India. In the period ended October 2019, imports to the United States were up 6.9% to $3.6 Billion. Footwear imports increased by 5.4% during the same time. In addition to cut-and-sew capabilities, India is building up its vertical resources. 74 textile parks have been approved; 18 are operational, and 32 are under development. To address human rights issues, the government is inspecting thousands of factories. In Spring 2019, the United States changed India’s designation as a beneficiary developing country under the Generalized System of Preference program. More action could follow as the administration views what it deems to be a trade imbalance. Shipping time from India to Los Angeles is 31 to 37 days.
Mexico. As activity increased in these other countries, apparel imports from Mexico fell 5.6% in the first 10 months of 2019. Notable is that denim products increased 2.9% to $690.4 Million. However, a new United States, Mexico, Canada Agreement was recently signed that will likely lead to more products from Mexico. The uncertainty of implementation of the agreement has forced companies to balance risk and opportunity factors. The country also faces some labor rights issues which could be disruptive. In addition, the government also raised the minimum wage by 20% on January 2020. Footwear exports fell by 13.2% in the first 10 months of 2019. Shipping time from Mexico City to Los Angeles is about 6 to 7 days.
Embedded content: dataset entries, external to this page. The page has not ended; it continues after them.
//! Background replay of mutations attempted while offline.

mod queue;

pub use queue::{
    BackgroundSyncQueue, DrainReport, OperationKind, OperationReplayer, PendingOperation,
    DEFAULT_RETRY_BUDGET, SYNC_TAG,
};
//! Cache store trait definition for dependency injection.

use super::stats::CacheStats;
use super::types::{CacheEntry, CacheError};
use std::fmt;
use std::future::Future;

/// Handle to an opened cache partition.
///
/// Obtained from [`CacheStore::open`]; cheap to clone and pass around. A
/// handle never outlives the meaning of its name: stores resolve the
/// partition by name on every call, so a handle to a purged partition simply
/// behaves as empty.
#[derive(Debug, Clone, PartialEq, Eq, Hash)]
pub struct PartitionHandle {
    name: String,
}

impl PartitionHandle {
    pub(crate) fn new(name: impl Into<String>) -> Self {
        Self { name: name.into() }
    }

    /// The partition name this handle refers to.
    pub fn name(&self) -> &str {
        &self.name
    }
}

impl fmt::Display for PartitionHandle {
    fn fmt(&self, f: &mut fmt::Formatter<'_>) -> fmt::Result {
        write!(f, "{}", self.name)
    }
}

/// Abstraction over a namespaced key→response cache.
///
/// Backs both the request-interception strategies and the tile preloader.
/// Implementations must provide per-key last-writer-wins semantics; there are
/// no cross-key transactions.
///
/// Lookup failures caused by storage problems are reported as `None`; the
/// strategies treat unavailable storage exactly like a cache miss.
pub trait CacheStore: Send + Sync {
    /// Open a partition, creating it if absent. Idempotent.
    fn open(
        &self,
        partition: &str,
    ) -> impl Future<Output = Result<PartitionHandle, CacheError>> + Send;

    /// Look up an entry. `None` for both "not cached" and "cache unreadable".
    fn get(
        &self,
        partition: &PartitionHandle,
        key: &str,
    ) -> impl Future<Output = Option<CacheEntry>> + Send;

    /// Store an entry, overwriting any previous value for the key.
    fn put(
        &self,
        partition: &PartitionHandle,
        key: &str,
        entry: CacheEntry,
    ) -> impl Future<Output = Result<(), CacheError>> + Send;

    /// Remove a single entry. Removing an absent key is not an error.
    fn delete(
        &self,
        partition: &PartitionHandle,
        key: &str,
    ) -> impl Future<Output = Result<(), CacheError>> + Send;

    /// Delete all entries in a partition.
    fn clear(&self, partition: &PartitionHandle)
        -> impl Future<Output = Result<(), CacheError>> + Send;

    /// Names of all existing partitions.
    fn partitions(&self) -> impl Future<Output = Vec<String>> + Send;

    /// Delete every partition whose name starts with `prefix` but is not in
    /// `keep`. Returns the number of partitions removed.
    ///
    /// Invoked once at service activation so that version upgrades never
    /// leave orphaned partitions consuming storage.
    fn purge_stale_namespaces(
        &self,
        prefix: &str,
        keep: &[String],
    ) -> impl Future<Output = Result<usize, CacheError>> + Send;

    /// Aggregated statistics across all partitions.
    fn stats(&self) -> CacheStats;
}
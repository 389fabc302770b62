//! High-level service facade for the offline map subsystem.
//!
//! Encapsulates component wiring behind [`OfflineMapService`], following the
//! Facade pattern. The HTTP client and cache store are injected, so tests
//! run against mocks instead of global state.
//!
//! # Example
//!
//! ```ignore
//! use reviermaps::backend::ReqwestClient;
//! use reviermaps::cache::MemoryCacheStore;
//! use reviermaps::network::NetworkMonitor;
//! use reviermaps::service::{OfflineMapService, ServiceConfig};
//! use std::sync::Arc;
//!
//! let client = Arc::new(ReqwestClient::new()?);
//! let store = Arc::new(MemoryCacheStore::new());
//! let monitor = Arc::new(NetworkMonitor::default());
//!
//! let service = OfflineMapService::new(
//!     ServiceConfig::default().with_origin("http://localhost:8080"),
//!     client,
//!     store,
//!     monitor,
//! )
//! .await?;
//! service.activate().await?;
//! ```

mod config;
mod error;
mod facade;
mod push;
mod types;

pub use config::ServiceConfig;
pub use error::ServiceError;
pub use facade::OfflineMapService;
pub use push::{Notification, NotificationAction, PushMessage};
pub use types::{ActivationSummary, GeocodeHit, GeocodeResponse, OfflineCapabilities};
Conclusion. While there is a shift from China to other countries due to geopolitical reasons, a decision on where to source goods is still not clear cut. I see additional transfer activity happening because of concerns due to the Coronavirus discussed above. Retailers were already seeking options outside of China to produce apparel. While there is operational sophistication in China that other countries still have to learn, I believe that China’s recovery will be slow and painful even if new virus infections decrease.
Major U.S. retailers cannot wait. Orders have to be placed now for Christmas 2020, and deliveries must be certain. Transferring to a nearby country makes sense as some companies have already done. My figures only go to October 2019, but they give an indication of the shift. The Coronavirus adds uncertainty to near-term planning and adds urgency to accelerate the shift in production now. One could ask, “Who will be inscribed in the book of life?” when 2020 draws to a close.